Items from a dataset:
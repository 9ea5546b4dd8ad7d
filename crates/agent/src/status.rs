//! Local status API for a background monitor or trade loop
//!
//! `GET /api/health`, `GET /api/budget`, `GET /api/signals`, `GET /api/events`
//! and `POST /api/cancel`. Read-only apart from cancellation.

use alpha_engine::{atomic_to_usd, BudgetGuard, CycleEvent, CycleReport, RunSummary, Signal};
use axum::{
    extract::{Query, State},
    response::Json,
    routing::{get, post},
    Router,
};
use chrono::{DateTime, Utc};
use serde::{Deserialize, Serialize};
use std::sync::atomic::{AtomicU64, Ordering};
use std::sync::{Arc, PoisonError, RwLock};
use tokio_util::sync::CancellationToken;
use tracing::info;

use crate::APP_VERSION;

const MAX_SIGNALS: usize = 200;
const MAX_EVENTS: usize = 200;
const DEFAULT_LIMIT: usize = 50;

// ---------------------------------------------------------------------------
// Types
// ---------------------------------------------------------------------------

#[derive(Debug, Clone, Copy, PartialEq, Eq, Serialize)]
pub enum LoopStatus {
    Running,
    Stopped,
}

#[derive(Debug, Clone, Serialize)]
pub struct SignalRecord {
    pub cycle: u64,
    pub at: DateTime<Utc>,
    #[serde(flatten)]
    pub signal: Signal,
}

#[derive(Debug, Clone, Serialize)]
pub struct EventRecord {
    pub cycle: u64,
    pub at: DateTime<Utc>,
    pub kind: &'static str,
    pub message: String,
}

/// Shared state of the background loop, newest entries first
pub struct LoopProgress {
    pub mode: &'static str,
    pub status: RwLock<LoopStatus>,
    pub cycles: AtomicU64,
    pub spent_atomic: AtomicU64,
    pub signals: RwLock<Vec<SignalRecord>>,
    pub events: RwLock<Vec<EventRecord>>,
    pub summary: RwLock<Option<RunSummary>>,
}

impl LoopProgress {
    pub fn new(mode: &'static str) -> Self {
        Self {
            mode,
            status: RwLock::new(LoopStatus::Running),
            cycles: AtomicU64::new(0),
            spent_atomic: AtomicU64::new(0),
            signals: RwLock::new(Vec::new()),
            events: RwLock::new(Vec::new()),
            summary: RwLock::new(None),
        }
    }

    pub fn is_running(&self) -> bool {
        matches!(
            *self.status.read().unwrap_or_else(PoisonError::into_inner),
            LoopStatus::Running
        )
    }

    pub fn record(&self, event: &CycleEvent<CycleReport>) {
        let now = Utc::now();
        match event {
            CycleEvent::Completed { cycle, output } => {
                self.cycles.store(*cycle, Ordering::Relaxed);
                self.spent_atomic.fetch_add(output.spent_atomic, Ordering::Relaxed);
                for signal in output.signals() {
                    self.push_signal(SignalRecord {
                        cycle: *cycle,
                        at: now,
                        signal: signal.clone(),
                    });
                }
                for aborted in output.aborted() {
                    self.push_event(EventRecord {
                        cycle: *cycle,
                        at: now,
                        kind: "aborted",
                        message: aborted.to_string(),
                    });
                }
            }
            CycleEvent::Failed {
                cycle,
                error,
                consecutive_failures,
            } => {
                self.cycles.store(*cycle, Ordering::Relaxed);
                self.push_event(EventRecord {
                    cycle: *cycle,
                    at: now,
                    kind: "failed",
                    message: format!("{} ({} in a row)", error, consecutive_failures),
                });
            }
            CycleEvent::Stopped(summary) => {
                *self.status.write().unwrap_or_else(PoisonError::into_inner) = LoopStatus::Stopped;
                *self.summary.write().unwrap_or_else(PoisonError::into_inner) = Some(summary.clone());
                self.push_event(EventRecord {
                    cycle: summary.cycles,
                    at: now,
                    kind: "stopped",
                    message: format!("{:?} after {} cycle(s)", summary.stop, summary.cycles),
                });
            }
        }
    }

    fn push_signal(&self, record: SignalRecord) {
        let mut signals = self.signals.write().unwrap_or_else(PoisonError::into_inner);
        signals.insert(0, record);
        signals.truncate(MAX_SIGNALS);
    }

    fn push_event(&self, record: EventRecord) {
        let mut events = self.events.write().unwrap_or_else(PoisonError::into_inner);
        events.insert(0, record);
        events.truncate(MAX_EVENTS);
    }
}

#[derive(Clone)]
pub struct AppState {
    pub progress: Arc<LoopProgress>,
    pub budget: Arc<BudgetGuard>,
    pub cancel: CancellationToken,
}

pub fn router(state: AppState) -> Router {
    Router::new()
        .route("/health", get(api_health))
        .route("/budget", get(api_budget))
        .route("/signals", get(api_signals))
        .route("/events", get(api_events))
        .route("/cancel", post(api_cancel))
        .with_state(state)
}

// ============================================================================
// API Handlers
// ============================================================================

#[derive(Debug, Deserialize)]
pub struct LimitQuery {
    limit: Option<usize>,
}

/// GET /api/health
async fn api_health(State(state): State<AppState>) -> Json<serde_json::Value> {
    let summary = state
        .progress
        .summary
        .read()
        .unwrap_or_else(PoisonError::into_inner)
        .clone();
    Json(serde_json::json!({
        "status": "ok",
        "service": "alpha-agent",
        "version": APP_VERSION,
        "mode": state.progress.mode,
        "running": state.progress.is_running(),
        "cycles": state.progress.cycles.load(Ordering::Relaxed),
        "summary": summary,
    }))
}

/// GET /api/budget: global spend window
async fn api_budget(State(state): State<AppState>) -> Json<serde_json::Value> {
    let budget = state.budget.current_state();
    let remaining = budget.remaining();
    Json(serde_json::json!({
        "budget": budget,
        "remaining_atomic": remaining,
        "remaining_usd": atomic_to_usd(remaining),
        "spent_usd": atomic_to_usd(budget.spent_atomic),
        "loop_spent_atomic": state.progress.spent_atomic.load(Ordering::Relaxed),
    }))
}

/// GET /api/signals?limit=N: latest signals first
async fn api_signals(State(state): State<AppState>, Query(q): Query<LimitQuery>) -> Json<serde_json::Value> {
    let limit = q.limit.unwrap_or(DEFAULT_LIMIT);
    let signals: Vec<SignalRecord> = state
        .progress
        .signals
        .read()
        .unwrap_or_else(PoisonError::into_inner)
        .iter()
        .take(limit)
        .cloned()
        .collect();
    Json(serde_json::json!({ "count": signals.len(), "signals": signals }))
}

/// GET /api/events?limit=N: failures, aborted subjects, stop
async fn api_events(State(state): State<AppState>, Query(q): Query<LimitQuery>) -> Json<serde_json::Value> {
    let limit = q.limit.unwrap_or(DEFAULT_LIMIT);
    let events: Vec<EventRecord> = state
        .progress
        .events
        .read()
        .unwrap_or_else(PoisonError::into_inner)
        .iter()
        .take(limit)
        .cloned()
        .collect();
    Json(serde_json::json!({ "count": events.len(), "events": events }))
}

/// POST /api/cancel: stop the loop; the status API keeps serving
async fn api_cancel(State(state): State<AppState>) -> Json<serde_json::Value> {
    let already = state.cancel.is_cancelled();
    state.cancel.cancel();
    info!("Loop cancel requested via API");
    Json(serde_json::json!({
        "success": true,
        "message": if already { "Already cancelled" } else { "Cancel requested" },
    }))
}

__TASK TO COMPLETE__.
Repeat exactly the lines above, starting with the first line of the records and finishing with the line holding "const DEFAULT_LIMIT: usize = 50;". Add no other line.

__WRITTEN SOLUTION__.
repository 9ea5546b4dd8ad7d
filename crates/agent/src/status.rs
//! Local status API for a background monitor or trade loop
//!
//! `GET /api/health`, `GET /api/budget`, `GET /api/signals`, `GET /api/events`
//! and `POST /api/cancel`. Read-only apart from cancellation.

use alpha_engine::{atomic_to_usd, BudgetGuard, CycleEvent, CycleReport, RunSummary, Signal};
use axum::{
    extract::{Query, State},
    response::Json,
    routing::{get, post},
    Router,
};
use chrono::{DateTime, Utc};
use serde::{Deserialize, Serialize};
use std::sync::atomic::{AtomicU64, Ordering};
use std::sync::{Arc, PoisonError, RwLock};
use tokio_util::sync::CancellationToken;
use tracing::info;

use crate::APP_VERSION;

const MAX_SIGNALS: usize = 200;
const MAX_EVENTS: usize = 200;
const DEFAULT_LIMIT: usize = 50;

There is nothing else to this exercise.